Well… not really. It’s time to assess how you did and pinpoint what you did well and what could be improved next time. The number of sales, of course, is the first thing you should look at. Have your sales spiked? How many units did you sell during that time? Is it better than usual? How much money exactly did you make? How much did you lose in discounts?

Then, we get more technical. Other metrics could be important for you. For example, what was the traffic on your website / store during the sales? Which pages attracted most customers? Which ones made them leave your website? Where did these customers come from? Google? Facebook? Twitter? And what was the typical profile of your customer? Google Analytics is a fantastic tools to use for this kind of work. It gives you great insights into what happens on your website. I also use Mouseflow, which provides you with heat maps and recordings of what people do on your website. It helps you determine problems and hesitations, as well as rethink your pages to convert visitors into customers.

All this data will allow you to make changes to your website, communications, products, pricing so that your next sales will go even better.

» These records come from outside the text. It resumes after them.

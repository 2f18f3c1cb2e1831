//! Entity metadata contract
//!
//! The coordinator needs three facts about the entity model: the runtime
//! type of a live entity, the target type of a relation, and the supertype
//! chain used for routing. [`EntityMetadata`] is the seam; the bundled
//! [`EntityDictionary`] is a plain in-memory implementation built once at
//! startup.

use crate::entity::EntityRef;
use crate::error::{StrataError, StrataResult};
use crate::types::EntityType;
use rustc_hash::FxHashMap;

/// Whether a relation links to one or many targets
#[derive(Debug, Clone, Copy, PartialEq, Eq)]
pub enum Cardinality {
    /// At most one target
    ToOne,
    /// Any number of targets
    ToMany,
}

/// Entity model queries used by the router and coordinator
pub trait EntityMetadata: Send + Sync {
    /// Runtime type of a live entity
    fn type_of(&self, entity: &EntityRef) -> EntityType {
        entity.entity_type()
    }

    /// Target type of a relation on an entity type
    fn relation_target_type(&self, entity_type: &EntityType, relation: &str)
        -> StrataResult<EntityType>;

    /// Whether the relation is to-many
    fn relation_is_to_many(&self, entity_type: &EntityType, relation: &str) -> StrataResult<bool>;

    /// Direct supertype, if any
    fn supertype(&self, _entity_type: &EntityType) -> Option<EntityType> {
        None
    }
}

#[derive(Debug, Clone)]
struct RelationInfo {
    target: EntityType,
    cardinality: Cardinality,
}

#[derive(Debug, Clone, Default)]
struct TypeInfo {
    supertype: Option<EntityType>,
    relations: FxHashMap<String, RelationInfo>,
}

/// In-memory entity dictionary
///
/// Relations declared on a supertype are visible on every subtype.
#[derive(Debug, Clone, Default)]
pub struct EntityDictionary {
    types: FxHashMap<EntityType, TypeInfo>,
}

impl EntityDictionary {
    /// Start building a dictionary
    pub fn builder() -> EntityDictionaryBuilder {
        EntityDictionaryBuilder::default()
    }

    /// Whether the type has been declared
    pub fn contains(&self, entity_type: &EntityType) -> bool {
        self.types.contains_key(entity_type)
    }

    fn find_relation(&self, entity_type: &EntityType, relation: &str) -> StrataResult<&RelationInfo> {
        let mut current = Some(entity_type);
        // Bounded walk; a cyclic hierarchy is rejected at build time.
        while let Some(ty) = current {
            let info = match self.types.get(ty) {
                Some(info) => info,
                None => break,
            };
            if let Some(rel) = info.relations.get(relation) {
                return Ok(rel);
            }
            current = info.supertype.as_ref();
        }
        Err(StrataError::UnknownRelation {
            entity_type: entity_type.clone(),
            relation: relation.to_string(),
        })
    }
}

impl EntityMetadata for EntityDictionary {
    fn relation_target_type(
        &self,
        entity_type: &EntityType,
        relation: &str,
    ) -> StrataResult<EntityType> {
        self.find_relation(entity_type, relation)
            .map(|rel| rel.target.clone())
    }

    fn relation_is_to_many(&self, entity_type: &EntityType, relation: &str) -> StrataResult<bool> {
        self.find_relation(entity_type, relation)
            .map(|rel| rel.cardinality == Cardinality::ToMany)
    }

    fn supertype(&self, entity_type: &EntityType) -> Option<EntityType> {
        self.types
            .get(entity_type)
            .and_then(|info| info.supertype.clone())
    }
}

/// Builder for [`EntityDictionary`]
#[derive(Debug, Default)]
pub struct EntityDictionaryBuilder {
    types: FxHashMap<EntityType, TypeInfo>,
}

impl EntityDictionaryBuilder {
    /// Declare an entity type
    pub fn entity(mut self, entity_type: impl Into<EntityType>) -> Self {
        self.types.entry(entity_type.into()).or_default();
        self
    }

    /// Declare a relation (the owning and target types are declared implicitly)
    ///
    /// # Arguments
    ///
    /// * `entity_type` - Owning type
    /// * `name` - Relation name
    /// * `target` - Target type
    /// * `cardinality` - To-one or to-many
    pub fn relation(
        mut self,
        entity_type: impl Into<EntityType>,
        name: impl Into<String>,
        target: impl Into<EntityType>,
        cardinality: Cardinality,
    ) -> Self {
        let target = target.into();
        self.types.entry(target.clone()).or_default();
        self.types
            .entry(entity_type.into())
            .or_default()
            .relations
            .insert(name.into(), RelationInfo { target, cardinality });
        self
    }

    /// Declare `subtype` as a direct subtype of `supertype`
    pub fn subtype(mut self, subtype: impl Into<EntityType>, supertype: impl Into<EntityType>) -> Self {
        let supertype = supertype.into();
        self.types.entry(supertype.clone()).or_default();
        self.types.entry(subtype.into()).or_default().supertype = Some(supertype);
        self
    }

    /// Finish the dictionary
    ///
    /// # Errors
    ///
    /// Returns `InvalidInput` if the supertype declarations form a cycle.
    pub fn build(self) -> StrataResult<EntityDictionary> {
        for start in self.types.keys() {
            let mut steps = 0usize;
            let mut current = self.types.get(start).and_then(|t| t.supertype.as_ref());
            while let Some(ty) = current {
                steps += 1;
                if ty == start || steps > self.types.len() {
                    return Err(StrataError::invalid_input(format!(
                        "cyclic type hierarchy through {}",
                        start
                    )));
                }
                current = self.types.get(ty).and_then(|t| t.supertype.as_ref());
            }
        }
        Ok(EntityDictionary { types: self.types })
    }
}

During this Black Friday sale, I sold more units of my books than I would have normally. I also got more traffic on certain pages, but I noticed some problems with my store. The layout was probably a bit confusing for my visitors and therefore most of my sales happened via a more familiar medium: Amazon. This is valuable insight that I will use to do things better next year!

In Conclusion

It might feel a bit daunting to do a promotion / sales campaign for the first time. But if you follow my little guide, you’ll be in a great position, no matter what type of artist you are!

If you have any questions, let me know in the comments.